Records for processing below:
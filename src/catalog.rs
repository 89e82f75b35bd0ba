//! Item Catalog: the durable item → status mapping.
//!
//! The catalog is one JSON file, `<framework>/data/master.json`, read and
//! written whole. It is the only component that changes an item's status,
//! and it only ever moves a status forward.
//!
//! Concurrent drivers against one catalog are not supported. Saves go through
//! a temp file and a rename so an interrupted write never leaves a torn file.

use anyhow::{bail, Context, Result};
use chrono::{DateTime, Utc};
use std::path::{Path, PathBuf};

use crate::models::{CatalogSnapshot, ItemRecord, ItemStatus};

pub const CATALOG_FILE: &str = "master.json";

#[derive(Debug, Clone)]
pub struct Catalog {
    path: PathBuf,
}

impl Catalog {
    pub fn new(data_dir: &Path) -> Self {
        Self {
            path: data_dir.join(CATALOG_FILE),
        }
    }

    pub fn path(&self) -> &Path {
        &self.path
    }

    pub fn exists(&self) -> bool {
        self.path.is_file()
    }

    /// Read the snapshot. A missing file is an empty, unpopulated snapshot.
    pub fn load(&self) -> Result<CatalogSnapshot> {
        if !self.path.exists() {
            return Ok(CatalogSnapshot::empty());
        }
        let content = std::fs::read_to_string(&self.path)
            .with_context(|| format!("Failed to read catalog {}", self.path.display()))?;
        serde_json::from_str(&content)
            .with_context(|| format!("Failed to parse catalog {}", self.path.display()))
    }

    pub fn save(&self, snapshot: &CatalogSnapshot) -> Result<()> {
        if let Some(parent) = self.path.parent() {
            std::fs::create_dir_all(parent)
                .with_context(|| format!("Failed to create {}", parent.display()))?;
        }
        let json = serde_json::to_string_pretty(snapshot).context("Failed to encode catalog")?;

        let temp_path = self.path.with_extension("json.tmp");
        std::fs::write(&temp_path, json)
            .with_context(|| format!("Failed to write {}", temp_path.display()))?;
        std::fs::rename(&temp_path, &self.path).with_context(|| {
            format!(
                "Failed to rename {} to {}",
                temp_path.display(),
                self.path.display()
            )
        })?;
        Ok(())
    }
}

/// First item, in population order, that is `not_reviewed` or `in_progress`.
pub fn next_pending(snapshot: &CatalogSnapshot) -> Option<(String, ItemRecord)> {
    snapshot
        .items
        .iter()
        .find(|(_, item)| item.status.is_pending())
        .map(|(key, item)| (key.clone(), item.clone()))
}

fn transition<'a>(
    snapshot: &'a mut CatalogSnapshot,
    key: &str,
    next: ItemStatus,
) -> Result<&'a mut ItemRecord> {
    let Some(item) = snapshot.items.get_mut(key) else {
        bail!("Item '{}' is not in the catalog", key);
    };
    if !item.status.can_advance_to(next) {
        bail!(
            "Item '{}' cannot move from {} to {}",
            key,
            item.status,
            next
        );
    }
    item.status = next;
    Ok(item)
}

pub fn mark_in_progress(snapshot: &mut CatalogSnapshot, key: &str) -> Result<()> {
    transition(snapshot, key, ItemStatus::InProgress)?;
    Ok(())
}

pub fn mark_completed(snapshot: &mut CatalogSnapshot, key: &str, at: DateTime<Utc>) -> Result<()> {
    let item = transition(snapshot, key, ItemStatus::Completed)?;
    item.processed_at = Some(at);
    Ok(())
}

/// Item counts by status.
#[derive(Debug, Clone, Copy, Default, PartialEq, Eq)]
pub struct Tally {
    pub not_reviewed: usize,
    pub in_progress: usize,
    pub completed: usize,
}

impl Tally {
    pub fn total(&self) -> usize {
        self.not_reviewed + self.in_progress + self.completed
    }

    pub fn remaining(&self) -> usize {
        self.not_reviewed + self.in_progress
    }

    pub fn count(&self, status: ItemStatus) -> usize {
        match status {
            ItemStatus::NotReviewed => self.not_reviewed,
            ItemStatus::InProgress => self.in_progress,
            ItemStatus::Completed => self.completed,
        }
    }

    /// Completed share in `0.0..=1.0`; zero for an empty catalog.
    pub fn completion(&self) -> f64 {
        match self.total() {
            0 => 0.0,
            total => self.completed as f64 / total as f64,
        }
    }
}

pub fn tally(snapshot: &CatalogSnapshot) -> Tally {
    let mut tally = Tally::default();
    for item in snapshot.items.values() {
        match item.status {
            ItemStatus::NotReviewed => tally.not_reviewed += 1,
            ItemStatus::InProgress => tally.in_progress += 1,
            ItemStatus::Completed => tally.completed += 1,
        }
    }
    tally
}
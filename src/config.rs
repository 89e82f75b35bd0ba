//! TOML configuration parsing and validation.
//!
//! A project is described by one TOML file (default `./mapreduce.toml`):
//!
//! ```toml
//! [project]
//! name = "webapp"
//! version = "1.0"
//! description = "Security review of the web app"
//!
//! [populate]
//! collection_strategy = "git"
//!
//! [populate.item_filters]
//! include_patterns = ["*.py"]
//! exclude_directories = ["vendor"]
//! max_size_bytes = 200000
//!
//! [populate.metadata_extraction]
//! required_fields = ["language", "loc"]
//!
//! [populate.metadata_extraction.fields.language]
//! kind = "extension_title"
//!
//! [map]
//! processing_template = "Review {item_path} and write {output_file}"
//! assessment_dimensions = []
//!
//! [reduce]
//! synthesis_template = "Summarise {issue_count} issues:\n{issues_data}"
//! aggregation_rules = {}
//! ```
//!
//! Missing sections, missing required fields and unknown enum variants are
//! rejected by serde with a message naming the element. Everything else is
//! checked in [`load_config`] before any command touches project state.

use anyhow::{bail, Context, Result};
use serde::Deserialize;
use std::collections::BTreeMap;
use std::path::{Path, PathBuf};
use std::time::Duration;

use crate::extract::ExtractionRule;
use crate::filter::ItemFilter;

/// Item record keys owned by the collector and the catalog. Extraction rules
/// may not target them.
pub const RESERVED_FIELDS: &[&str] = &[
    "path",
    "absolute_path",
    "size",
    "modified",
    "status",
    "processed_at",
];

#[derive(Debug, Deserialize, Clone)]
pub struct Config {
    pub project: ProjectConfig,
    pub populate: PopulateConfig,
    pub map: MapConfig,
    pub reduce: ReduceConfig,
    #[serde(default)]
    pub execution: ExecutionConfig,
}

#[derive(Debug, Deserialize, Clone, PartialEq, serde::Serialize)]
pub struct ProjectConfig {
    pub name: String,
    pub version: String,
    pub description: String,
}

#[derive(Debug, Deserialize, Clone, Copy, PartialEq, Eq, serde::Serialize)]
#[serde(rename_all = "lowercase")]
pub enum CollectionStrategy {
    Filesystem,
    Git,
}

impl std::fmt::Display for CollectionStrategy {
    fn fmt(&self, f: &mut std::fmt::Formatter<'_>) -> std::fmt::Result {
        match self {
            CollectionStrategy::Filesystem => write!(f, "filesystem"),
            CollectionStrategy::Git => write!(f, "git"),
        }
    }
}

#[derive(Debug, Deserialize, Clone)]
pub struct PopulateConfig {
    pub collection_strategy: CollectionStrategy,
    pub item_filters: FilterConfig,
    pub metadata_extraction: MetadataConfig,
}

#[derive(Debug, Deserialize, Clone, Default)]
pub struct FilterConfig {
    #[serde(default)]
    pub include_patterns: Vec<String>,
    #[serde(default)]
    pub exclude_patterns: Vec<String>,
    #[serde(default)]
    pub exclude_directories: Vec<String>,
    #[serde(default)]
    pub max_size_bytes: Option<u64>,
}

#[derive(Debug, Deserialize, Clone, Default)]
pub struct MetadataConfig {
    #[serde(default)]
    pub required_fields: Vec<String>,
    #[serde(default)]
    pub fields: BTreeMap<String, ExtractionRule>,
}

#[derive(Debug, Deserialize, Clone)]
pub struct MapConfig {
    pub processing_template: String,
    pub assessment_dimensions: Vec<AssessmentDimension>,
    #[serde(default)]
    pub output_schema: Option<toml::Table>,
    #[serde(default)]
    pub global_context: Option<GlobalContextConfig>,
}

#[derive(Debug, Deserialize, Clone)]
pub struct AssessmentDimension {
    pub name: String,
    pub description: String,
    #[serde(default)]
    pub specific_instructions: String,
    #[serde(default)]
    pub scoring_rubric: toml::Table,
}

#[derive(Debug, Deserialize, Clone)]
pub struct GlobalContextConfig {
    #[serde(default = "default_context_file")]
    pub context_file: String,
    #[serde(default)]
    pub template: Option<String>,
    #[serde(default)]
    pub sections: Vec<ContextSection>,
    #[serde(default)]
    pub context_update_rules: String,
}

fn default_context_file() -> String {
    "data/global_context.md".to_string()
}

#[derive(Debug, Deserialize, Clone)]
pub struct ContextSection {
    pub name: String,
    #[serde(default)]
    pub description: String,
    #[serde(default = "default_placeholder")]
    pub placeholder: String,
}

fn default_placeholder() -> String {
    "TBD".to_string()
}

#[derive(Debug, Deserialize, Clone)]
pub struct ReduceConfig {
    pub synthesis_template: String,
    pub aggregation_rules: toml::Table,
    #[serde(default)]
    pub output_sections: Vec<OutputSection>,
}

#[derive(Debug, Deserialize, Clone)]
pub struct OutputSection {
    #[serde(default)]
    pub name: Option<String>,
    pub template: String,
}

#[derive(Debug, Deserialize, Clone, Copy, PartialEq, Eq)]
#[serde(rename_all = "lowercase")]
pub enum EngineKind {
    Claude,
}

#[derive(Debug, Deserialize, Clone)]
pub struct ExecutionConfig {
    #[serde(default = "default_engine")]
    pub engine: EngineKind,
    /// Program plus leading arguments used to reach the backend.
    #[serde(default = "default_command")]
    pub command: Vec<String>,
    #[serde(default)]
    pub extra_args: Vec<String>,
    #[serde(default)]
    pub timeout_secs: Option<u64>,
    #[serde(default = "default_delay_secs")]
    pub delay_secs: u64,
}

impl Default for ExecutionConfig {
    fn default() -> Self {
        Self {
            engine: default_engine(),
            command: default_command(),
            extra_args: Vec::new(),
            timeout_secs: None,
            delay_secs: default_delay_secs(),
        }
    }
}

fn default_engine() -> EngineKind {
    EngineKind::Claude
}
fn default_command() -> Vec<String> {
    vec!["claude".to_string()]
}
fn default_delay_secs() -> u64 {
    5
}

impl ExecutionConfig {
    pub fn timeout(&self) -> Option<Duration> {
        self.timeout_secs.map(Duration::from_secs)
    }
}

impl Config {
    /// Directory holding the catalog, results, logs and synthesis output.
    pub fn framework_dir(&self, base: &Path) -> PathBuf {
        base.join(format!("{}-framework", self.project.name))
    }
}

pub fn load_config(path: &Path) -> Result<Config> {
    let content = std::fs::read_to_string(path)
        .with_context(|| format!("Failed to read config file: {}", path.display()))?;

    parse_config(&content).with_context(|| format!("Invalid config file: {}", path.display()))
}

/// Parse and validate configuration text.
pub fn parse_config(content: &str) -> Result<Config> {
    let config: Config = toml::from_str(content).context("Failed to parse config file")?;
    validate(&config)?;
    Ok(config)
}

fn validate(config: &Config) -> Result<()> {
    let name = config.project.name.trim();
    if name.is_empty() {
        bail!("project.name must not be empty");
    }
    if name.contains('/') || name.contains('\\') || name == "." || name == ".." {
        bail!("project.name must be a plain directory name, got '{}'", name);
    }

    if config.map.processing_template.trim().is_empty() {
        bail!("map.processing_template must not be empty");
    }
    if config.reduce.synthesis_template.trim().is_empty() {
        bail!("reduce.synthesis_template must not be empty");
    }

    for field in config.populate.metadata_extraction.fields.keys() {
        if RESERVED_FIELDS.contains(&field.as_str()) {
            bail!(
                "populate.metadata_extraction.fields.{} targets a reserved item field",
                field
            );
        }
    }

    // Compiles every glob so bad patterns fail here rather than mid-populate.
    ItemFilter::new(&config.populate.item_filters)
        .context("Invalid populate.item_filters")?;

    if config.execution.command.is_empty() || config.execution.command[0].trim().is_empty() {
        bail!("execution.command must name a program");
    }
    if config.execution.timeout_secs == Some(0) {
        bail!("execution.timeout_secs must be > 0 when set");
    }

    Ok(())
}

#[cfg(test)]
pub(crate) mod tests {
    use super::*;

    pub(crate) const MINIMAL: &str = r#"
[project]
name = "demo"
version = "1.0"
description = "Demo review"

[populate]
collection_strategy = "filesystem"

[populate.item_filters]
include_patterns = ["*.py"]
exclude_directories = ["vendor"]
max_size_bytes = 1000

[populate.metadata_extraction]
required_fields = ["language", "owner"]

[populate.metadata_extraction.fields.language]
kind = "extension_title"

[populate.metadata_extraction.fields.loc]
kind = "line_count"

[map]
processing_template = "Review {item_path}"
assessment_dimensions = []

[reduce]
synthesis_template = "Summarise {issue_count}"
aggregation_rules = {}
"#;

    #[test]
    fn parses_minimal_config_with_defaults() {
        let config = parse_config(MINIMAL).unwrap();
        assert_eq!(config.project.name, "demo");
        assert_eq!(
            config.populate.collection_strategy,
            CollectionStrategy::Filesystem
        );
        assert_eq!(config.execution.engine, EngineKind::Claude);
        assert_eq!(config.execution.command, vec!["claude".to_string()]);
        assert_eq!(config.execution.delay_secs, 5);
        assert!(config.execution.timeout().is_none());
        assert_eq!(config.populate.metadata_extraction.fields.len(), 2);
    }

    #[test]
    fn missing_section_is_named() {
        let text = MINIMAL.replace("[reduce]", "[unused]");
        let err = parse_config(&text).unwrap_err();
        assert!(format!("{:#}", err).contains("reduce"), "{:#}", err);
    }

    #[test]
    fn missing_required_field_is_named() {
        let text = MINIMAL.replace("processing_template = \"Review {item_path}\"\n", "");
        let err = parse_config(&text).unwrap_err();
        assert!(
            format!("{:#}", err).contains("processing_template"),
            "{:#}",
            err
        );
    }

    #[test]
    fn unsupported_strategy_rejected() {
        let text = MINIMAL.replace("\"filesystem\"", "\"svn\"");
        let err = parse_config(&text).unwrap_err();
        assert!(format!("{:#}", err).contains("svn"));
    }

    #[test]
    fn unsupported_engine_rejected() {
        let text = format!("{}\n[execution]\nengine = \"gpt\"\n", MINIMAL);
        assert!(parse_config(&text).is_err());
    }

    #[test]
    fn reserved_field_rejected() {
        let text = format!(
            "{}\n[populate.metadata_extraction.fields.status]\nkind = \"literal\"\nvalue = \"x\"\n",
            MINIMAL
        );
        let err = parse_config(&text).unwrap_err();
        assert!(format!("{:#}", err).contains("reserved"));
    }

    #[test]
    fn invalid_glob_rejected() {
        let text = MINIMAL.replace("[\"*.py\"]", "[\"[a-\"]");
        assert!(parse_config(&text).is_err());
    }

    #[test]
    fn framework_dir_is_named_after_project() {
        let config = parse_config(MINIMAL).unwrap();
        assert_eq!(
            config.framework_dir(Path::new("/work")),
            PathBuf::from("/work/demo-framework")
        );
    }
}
End of Records for processing.
→ Task details
If a line in the records above has the word "configuration", copy it out.

→ Solution to this problem
//! TOML configuration parsing and validation.
/// Parse and validate configuration text.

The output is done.